Polymicrobial musculoskeletal wound infections are troublesome complications and can be difficult to treat when caused by invasive fungi or bacteria. However, few local antifungal delivery systems have been studied. Chitosan and polyethylene glycol (PEG) sponge local antifungal delivery systems have been developed for adjunctive therapy to reduce musculoskeletal wound contamination. This study evaluated the effects of blending PEG, at 6,000 or 8,000 g/mol, with chitosan in sponge form on in vitro amphotericin B and vancomycin elution, eluate activity, cytocompatibility, and in vivo prevention of a bacterial biofilm. Blended chitosan sponges released both amphotericin B and vancomycin in vitro. All tested amphotericin B eluates remained active against Candida albicans, and vancomycin eluates from blended sponges maintained activity against Staphylococcus aureus. Amphotericin B eluates obtained after 1 h from blended sponges elicited 62-95% losses in fibroblast viability, but 3 h eluates only caused 22-60% decreases in viability.
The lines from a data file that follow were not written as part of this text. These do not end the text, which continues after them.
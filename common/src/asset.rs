use std::{
    fmt::{Display, Formatter},
    str::FromStr,
};

use alloy::primitives::Address;
use serde::{Deserialize, Serialize};

/// Stable identity of an asset, independent of its display metadata.
#[derive(Clone, Copy, Debug, PartialEq, Eq, PartialOrd, Ord, Hash)]
pub enum TokenAddress {
    Native,
    Contract(Address),
}

impl TokenAddress {
    pub fn is_native(&self) -> bool {
        matches!(self, TokenAddress::Native)
    }

    pub fn is_contract(&self) -> bool {
        matches!(self, TokenAddress::Contract(_))
    }
}

impl Display for TokenAddress {
    fn fmt(&self, f: &mut Formatter<'_>) -> std::fmt::Result {
        match self {
            TokenAddress::Native => write!(f, "native"),
            TokenAddress::Contract(address) => write!(f, "{address}"),
        }
    }
}

impl FromStr for TokenAddress {
    type Err = alloy::hex::FromHexError;

    fn from_str(s: &str) -> Result<Self, Self::Err> {
        if s.eq_ignore_ascii_case("native") {
            Ok(TokenAddress::Native)
        } else {
            s.parse().map(TokenAddress::Contract)
        }
    }
}

// Serialized as a plain string so it can key JSON maps.
impl Serialize for TokenAddress {
    fn serialize<S>(&self, serializer: S) -> Result<S::Ok, S::Error>
    where
        S: serde::Serializer,
    {
        serializer.collect_str(self)
    }
}

impl<'de> Deserialize<'de> for TokenAddress {
    fn deserialize<D>(deserializer: D) -> Result<Self, D::Error>
    where
        D: serde::Deserializer<'de>,
    {
        let s = String::deserialize(deserializer)?;
        s.parse().map_err(serde::de::Error::custom)
    }
}

#[derive(Clone, Debug, PartialEq, Eq, Serialize, Deserialize)]
pub struct AssetInfo {
    pub token: TokenAddress,
    pub symbol: String,
    pub name: String,
    pub decimals: u8,
}

impl AssetInfo {
    pub fn native(symbol: impl Into<String>, name: impl Into<String>, decimals: u8) -> Self {
        Self {
            token: TokenAddress::Native,
            symbol: symbol.into(),
            name: name.into(),
            decimals,
        }
    }

    pub fn contract(
        address: Address,
        symbol: impl Into<String>,
        name: impl Into<String>,
        decimals: u8,
    ) -> Self {
        Self {
            token: TokenAddress::Contract(address),
            symbol: symbol.into(),
            name: name.into(),
            decimals,
        }
    }

    /// True when both describe the same asset id but disagree on display metadata.
    pub fn metadata_differs(&self, other: &AssetInfo) -> bool {
        self.token == other.token
            && (self.symbol != other.symbol
                || self.name != other.name
                || self.decimals != other.decimals)
    }
}

impl Default for AssetInfo {
    fn default() -> Self {
        AssetInfo::native("ETH", "Ether", 18)
    }
}

impl Display for AssetInfo {
    fn fmt(&self, f: &mut Formatter<'_>) -> std::fmt::Result {
        match self.token {
            TokenAddress::Native => write!(f, "{}", self.symbol),
            TokenAddress::Contract(address) => write!(f, "{} ({address:#})", self.symbol),
        }
    }
}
In a Staphylococcus aureus infected mouse catheter biofilm prevention model, vancomycin loaded chitosan/PEG 6000 sponge cleared bacteria from 100% of the catheters, with reduced clearance rate observed in other sponges. These results indicate that the chitosan/PEG blended sponges have potential for local antifungal and/or antibiotic combination delivery as an adjunctive therapy to prevent wound infections.